ASSIGNMENT: Could you return each line below without altering a word?

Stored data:
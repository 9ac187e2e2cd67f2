pub mod auth;
pub mod cli;
pub mod config;
pub mod error;
pub mod guard;
pub mod handlers;
pub mod middleware;
pub mod proxy;
pub mod state;
pub mod upstream;

#[cfg(test)]
pub mod testing;
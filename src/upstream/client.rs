// Upstream client implementation
// Single pooled reqwest client shared by every handler

use async_trait::async_trait;
use reqwest::{header, Client};

use super::{Upstream, UpstreamError, UpstreamReply, UpstreamRequest};

pub struct HttpUpstream {
    http_client: Client,
}

impl HttpUpstream {
    /// Build the client. No request timeout is set; calls run until the
    /// upstream answers or the transport fails.
    pub fn new() -> Result<Self, UpstreamError> {
        let http_client = Client::builder()
            .user_agent(concat!(env!("CARGO_PKG_NAME"), "/", env!("CARGO_PKG_VERSION")))
            .build()?;

        Ok(Self { http_client })
    }
}

#[async_trait]
impl Upstream for HttpUpstream {
    async fn send(&self, request: UpstreamRequest) -> Result<UpstreamReply, UpstreamError> {
        let UpstreamRequest {
            method,
            url,
            credential,
            body,
        } = request;

        tracing::debug!("Forwarding {} {}", method, url.path());

        let mut builder = self
            .http_client
            .request(method, url)
            .header(header::CONTENT_TYPE, "application/json")
            .header(header::ACCEPT, "application/json");

        if let Some(credential) = &credential {
            builder = builder.bearer_auth(credential.expose());
        }
        if let Some(body) = &body {
            builder = builder.json(body);
        }

        let response = builder.send().await?;
        let status = response.status();
        let body = response.bytes().await?;

        Ok(UpstreamReply { status, body })
    }
}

EXERCISE ANSWER:
repository 9ac187e2e2cd67f2
pub mod auth;
pub mod cli;
pub mod config;
pub mod error;
pub mod guard;
pub mod handlers;
pub mod middleware;
pub mod proxy;
pub mod state;
pub mod upstream;

#[cfg(test)]
pub mod testing;
filename src/upstream/client.rs
// Upstream client implementation
// Single pooled reqwest client shared by every handler

use async_trait::async_trait;
use reqwest::{header, Client};

use super::{Upstream, UpstreamError, UpstreamReply, UpstreamRequest};

pub struct HttpUpstream {
    http_client: Client,
}

impl HttpUpstream {
    /// Build the client. No request timeout is set; calls run until the
    /// upstream answers or the transport fails.
    pub fn new() -> Result<Self, UpstreamError> {
        let http_client = Client::builder()
            .user_agent(concat!(env!("CARGO_PKG_NAME"), "/", env!("CARGO_PKG_VERSION")))
            .build()?;

        Ok(Self { http_client })
    }
}

#[async_trait]
impl Upstream for HttpUpstream {
    async fn send(&self, request: UpstreamRequest) -> Result<UpstreamReply, UpstreamError> {
        let UpstreamRequest {
            method,
            url,
            credential,
            body,
        } = request;

        tracing::debug!("Forwarding {} {}", method, url.path());

        let mut builder = self
            .http_client
            .request(method, url)
            .header(header::CONTENT_TYPE, "application/json")
            .header(header::ACCEPT, "application/json");

        if let Some(credential) = &credential {
            builder = builder.bearer_auth(credential.expose());
        }
        if let Some(body) = &body {
            builder = builder.json(body);
        }

        let response = builder.send().await?;
        let status = response.status();
        let body = response.bytes().await?;

        Ok(UpstreamReply { status, body })
    }
}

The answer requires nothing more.